Aber auch die Negativfeststellung des Erstgerichts zur Wahrnehmung des Fotografierens für den Lenker des LKW geht zu Lasten der Betreibenden. Sie ist nach den Ausführungen des Erstrichters in der rechtlichen Beurteilung (arg „kann nicht davon ausgegangen werden, dass … wahrgenommen worden ist“) nicht im Sinn eines non liquet zu verstehen, sondern als Feststellung, dass der Fahrer das Fotografieren nicht wahrgenommen hat. Das steht nicht nur mit den Behauptungen der Betreibenden zur Erlangung der Kenntnis von den Fotos im Einklang (Information durch die GmbH von der Vorlage in deren Prozess gegen die Verpflichtete), sondern auch mit den weiteren Feststellungen zu den Umständen beim Fotografieren der Verpflichteten (vom Haus aus und außerhalb des Hauses auf die Rückseite des LKW). Wenn aber die Person, die nach den Behauptungen im Strafantrag (und im Impugnationsprozess) an der konkreten Benützung des Wegs gehindert und davon abgeschreckt werden sollte, wegen der Art und Weise, wie die Lichtbilder aufgenommen wurden, realistisch betrachtet gar nicht oder kaum bemerken kann und auch nicht bemerkt hat, dass von ihr Lichtbilder aufgenommen werden, ist der der Verpflichteten unterstellte Zweck der Anfertigung der Lichtbilder (Verhinderung der konkreten Fahrt) offenkundig gar nicht zu erreichen; in diesem Sinn ist auch den dem abfahrenden LKW nachgeschossenen Lichtbildern die Eignung, den behaupteten Zweck zu verwirklichen, abzusprechen. Es kann daher auch nicht aus den Umständen der Aufnahme der Lichtbilder am 4. Februar 2011 auf einen von der Verpflichteten verfolgten Zweck geschlossen werden, die damalige Pelletslieferung über den Servitutsweg verhindern zu wollen.

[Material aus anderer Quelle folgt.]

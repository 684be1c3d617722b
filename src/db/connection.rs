//! Database connection pool and management.

use diesel::prelude::*;
use diesel::r2d2::{ConnectionManager, Pool, PooledConnection};
use diesel::sqlite::SqliteConnection;
use std::time::Duration;

/// Type alias for our connection pool.
pub type DbPool = Pool<ConnectionManager<SqliteConnection>>;

/// Type alias for a pooled connection.
pub type DbConn = PooledConnection<ConnectionManager<SqliteConnection>>;

/// Database configuration.
#[derive(Debug, Clone)]
pub struct DbConfig {
    /// Path to the SQLite database file.
    pub database_url: String,
    /// Maximum number of connections in the pool.
    pub max_connections: u32,
    /// Connection timeout in seconds.
    pub connection_timeout: u64,
}

impl Default for DbConfig {
    fn default() -> Self {
        Self {
            database_url: "backspin.db".to_string(),
            max_connections: 10,
            connection_timeout: 30,
        }
    }
}

impl DbConfig {
    /// Create a new database configuration.
    pub fn new(database_url: impl Into<String>) -> Self {
        Self {
            database_url: database_url.into(),
            ..Default::default()
        }
    }

    /// Build a connection pool from this configuration.
    pub fn build_pool(&self) -> Result<DbPool, Box<dyn std::error::Error>> {
        let manager = ConnectionManager::<SqliteConnection>::new(&self.database_url);

        Pool::builder()
            .max_size(self.max_connections)
            .connection_timeout(Duration::from_secs(self.connection_timeout))
            .build(manager)
            .map_err(|e| Box::new(e) as Box<dyn std::error::Error>)
    }
}

/// Run the SQL migrations to set up the database schema.
pub fn run_migrations(conn: &mut SqliteConnection) -> Result<(), diesel::result::Error> {
    // Create users table
    diesel::sql_query(
        r#"
        CREATE TABLE IF NOT EXISTS users (
            id INTEGER PRIMARY KEY AUTOINCREMENT NOT NULL,
            email TEXT NOT NULL UNIQUE,
            display_name TEXT NOT NULL,
            avatar_url TEXT,
            password_hash TEXT,
            role TEXT NOT NULL DEFAULT 'USER',
            created_at TIMESTAMP NOT NULL DEFAULT CURRENT_TIMESTAMP,
            updated_at TIMESTAMP NOT NULL DEFAULT CURRENT_TIMESTAMP
        )
        "#,
    )
    .execute(conn)?;

    diesel::sql_query("CREATE INDEX IF NOT EXISTS idx_users_email ON users(email)")
        .execute(conn)?;

    // Create profiles table (1:1 with users)
    diesel::sql_query(
        r#"
        CREATE TABLE IF NOT EXISTS profiles (
            id INTEGER PRIMARY KEY AUTOINCREMENT NOT NULL,
            user_id INTEGER NOT NULL UNIQUE REFERENCES users(id),
            username TEXT NOT NULL UNIQUE,
            bio TEXT,
            avatar_url TEXT,
            cover_url TEXT,
            genres TEXT,
            location TEXT,
            equipment TEXT,
            social_links TEXT,
            created_at TIMESTAMP NOT NULL DEFAULT CURRENT_TIMESTAMP,
            updated_at TIMESTAMP NOT NULL DEFAULT CURRENT_TIMESTAMP
        )
        "#,
    )
    .execute(conn)?;

    diesel::sql_query("CREATE INDEX IF NOT EXISTS idx_profiles_username ON profiles(username)")
        .execute(conn)?;

    // Create sessions table (opaque bearer tokens)
    diesel::sql_query(
        r#"
        CREATE TABLE IF NOT EXISTS sessions (
            token TEXT PRIMARY KEY NOT NULL,
            user_id INTEGER NOT NULL REFERENCES users(id),
            created_at TIMESTAMP NOT NULL DEFAULT CURRENT_TIMESTAMP
        )
        "#,
    )
    .execute(conn)?;

    // Create mixes table
    diesel::sql_query(
        r#"
        CREATE TABLE IF NOT EXISTS mixes (
            id INTEGER PRIMARY KEY AUTOINCREMENT NOT NULL,
            user_id INTEGER NOT NULL REFERENCES users(id),
            title TEXT NOT NULL,
            description TEXT,
            audio_url TEXT NOT NULL,
            cover_url TEXT,
            genre TEXT,
            duration INTEGER NOT NULL DEFAULT 0,
            play_count INTEGER NOT NULL DEFAULT 0,
            is_public BOOLEAN NOT NULL DEFAULT TRUE,
            tags TEXT,
            created_at TIMESTAMP NOT NULL DEFAULT CURRENT_TIMESTAMP,
            updated_at TIMESTAMP NOT NULL DEFAULT CURRENT_TIMESTAMP
        )
        "#,
    )
    .execute(conn)?;

    diesel::sql_query("CREATE INDEX IF NOT EXISTS idx_mixes_user_id ON mixes(user_id)")
        .execute(conn)?;

    diesel::sql_query("CREATE INDEX IF NOT EXISTS idx_mixes_created_at ON mixes(created_at)")
        .execute(conn)?;

    // Like membership is a junction table with a unique pair index, so a
    // toggle is an atomic insert-or-ignore / delete rather than a
    // read-modify-write of an id list.
    diesel::sql_query(
        r#"
        CREATE TABLE IF NOT EXISTS mix_likes (
            id INTEGER PRIMARY KEY AUTOINCREMENT NOT NULL,
            mix_id INTEGER NOT NULL REFERENCES mixes(id),
            user_id INTEGER NOT NULL REFERENCES users(id),
            created_at TIMESTAMP NOT NULL DEFAULT CURRENT_TIMESTAMP
        )
        "#,
    )
    .execute(conn)?;

    diesel::sql_query(
        "CREATE UNIQUE INDEX IF NOT EXISTS idx_mix_likes_pair ON mix_likes(mix_id, user_id)",
    )
    .execute(conn)?;

    // Create comments table (one level of reply nesting via parent_id)
    diesel::sql_query(
        r#"
        CREATE TABLE IF NOT EXISTS comments (
            id INTEGER PRIMARY KEY AUTOINCREMENT NOT NULL,
            mix_id INTEGER NOT NULL REFERENCES mixes(id),
            user_id INTEGER NOT NULL REFERENCES users(id),
            parent_id INTEGER REFERENCES comments(id),
            content TEXT NOT NULL,
            created_at TIMESTAMP NOT NULL DEFAULT CURRENT_TIMESTAMP
        )
        "#,
    )
    .execute(conn)?;

    diesel::sql_query("CREATE INDEX IF NOT EXISTS idx_comments_mix_id ON comments(mix_id)")
        .execute(conn)?;

    diesel::sql_query(
        "CREATE INDEX IF NOT EXISTS idx_comments_user_created ON comments(user_id, created_at)",
    )
    .execute(conn)?;

    diesel::sql_query(
        r#"
        CREATE TABLE IF NOT EXISTS comment_likes (
            id INTEGER PRIMARY KEY AUTOINCREMENT NOT NULL,
            comment_id INTEGER NOT NULL REFERENCES comments(id),
            user_id INTEGER NOT NULL REFERENCES users(id),
            created_at TIMESTAMP NOT NULL DEFAULT CURRENT_TIMESTAMP
        )
        "#,
    )
    .execute(conn)?;

    diesel::sql_query(
        "CREATE UNIQUE INDEX IF NOT EXISTS idx_comment_likes_pair ON comment_likes(comment_id, user_id)",
    )
    .execute(conn)?;

    // Create follows table (social graph junction)
    diesel::sql_query(
        r#"
        CREATE TABLE IF NOT EXISTS follows (
            id INTEGER PRIMARY KEY AUTOINCREMENT NOT NULL,
            follower_id INTEGER NOT NULL REFERENCES users(id),
            followee_id INTEGER NOT NULL REFERENCES users(id),
            created_at TIMESTAMP NOT NULL DEFAULT CURRENT_TIMESTAMP
        )
        "#,
    )
    .execute(conn)?;

    diesel::sql_query(
        "CREATE UNIQUE INDEX IF NOT EXISTS idx_follows_pair ON follows(follower_id, followee_id)",
    )
    .execute(conn)?;

    diesel::sql_query(
        "CREATE INDEX IF NOT EXISTS idx_follows_followee ON follows(followee_id)",
    )
    .execute(conn)?;

    // Create play_history table. Only consumer is the play cooldown check.
    diesel::sql_query(
        r#"
        CREATE TABLE IF NOT EXISTS play_history (
            id INTEGER PRIMARY KEY AUTOINCREMENT NOT NULL,
            identifier TEXT NOT NULL,
            mix_id INTEGER NOT NULL REFERENCES mixes(id),
            played_at TIMESTAMP NOT NULL DEFAULT CURRENT_TIMESTAMP
        )
        "#,
    )
    .execute(conn)?;

    diesel::sql_query(
        "CREATE INDEX IF NOT EXISTS idx_play_history_lookup ON play_history(identifier, mix_id, played_at)",
    )
    .execute(conn)?;

    // Create live_streams table. Rows exist only while a stream is live;
    // the unique user index is what enforces one active stream per user,
    // before any provider traffic happens.
    diesel::sql_query(
        r#"
        CREATE TABLE IF NOT EXISTS live_streams (
            id INTEGER PRIMARY KEY AUTOINCREMENT NOT NULL,
            user_id INTEGER NOT NULL REFERENCES users(id),
            username TEXT NOT NULL,
            provider_id TEXT,
            stream_key TEXT,
            playback_url TEXT,
            created_at TIMESTAMP NOT NULL DEFAULT CURRENT_TIMESTAMP
        )
        "#,
    )
    .execute(conn)?;

    diesel::sql_query(
        "CREATE UNIQUE INDEX IF NOT EXISTS idx_live_streams_user ON live_streams(user_id)",
    )
    .execute(conn)?;

    Ok(())
}

#[cfg(test)]
mod tests {
    use super::*;

    #[test]
    fn test_default_config() {
        let config = DbConfig::default();
        assert_eq!(config.database_url, "backspin.db");
        assert_eq!(config.max_connections, 10);
    }

    #[test]
    fn test_in_memory_pool_migrates() {
        let config = DbConfig::new(":memory:");
        let pool = config.build_pool().unwrap();
        let mut conn = pool.get().unwrap();
        assert!(run_migrations(&mut conn).is_ok());
        // Idempotent on a second run
        assert!(run_migrations(&mut conn).is_ok());
    }
}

4. Der Impugnationsklage, mit der die Verpflichtete bestritt, den als Titelverstoß behaupteten Sachverhalt verwirklicht zu haben, kommt somit schon deshalb Berechtigung zu, weil den Betreibenden der Nachweis des im Strafantrag behaupteten Titelverstoßes nicht gelungen ist. Einer Auseinandersetzung mit der von den Vorinstanzen geprüften Rechtfertigung der Handlung der Verpflichteten bedarf es daher gar nicht.

Die klagsabweisenden Entscheidungen der Vorinstanzen erweisen sich daher als unzutreffend, was im Sinn der Revision durch Abänderung zu korrigieren war.

5. Der Erfolg der Impugnationsklage hat die Verpflichtung der Betreibenden zum Ersatz der Prozesskosten der Verpflichteten nach §§ 41 und 50 ZPO als Folge.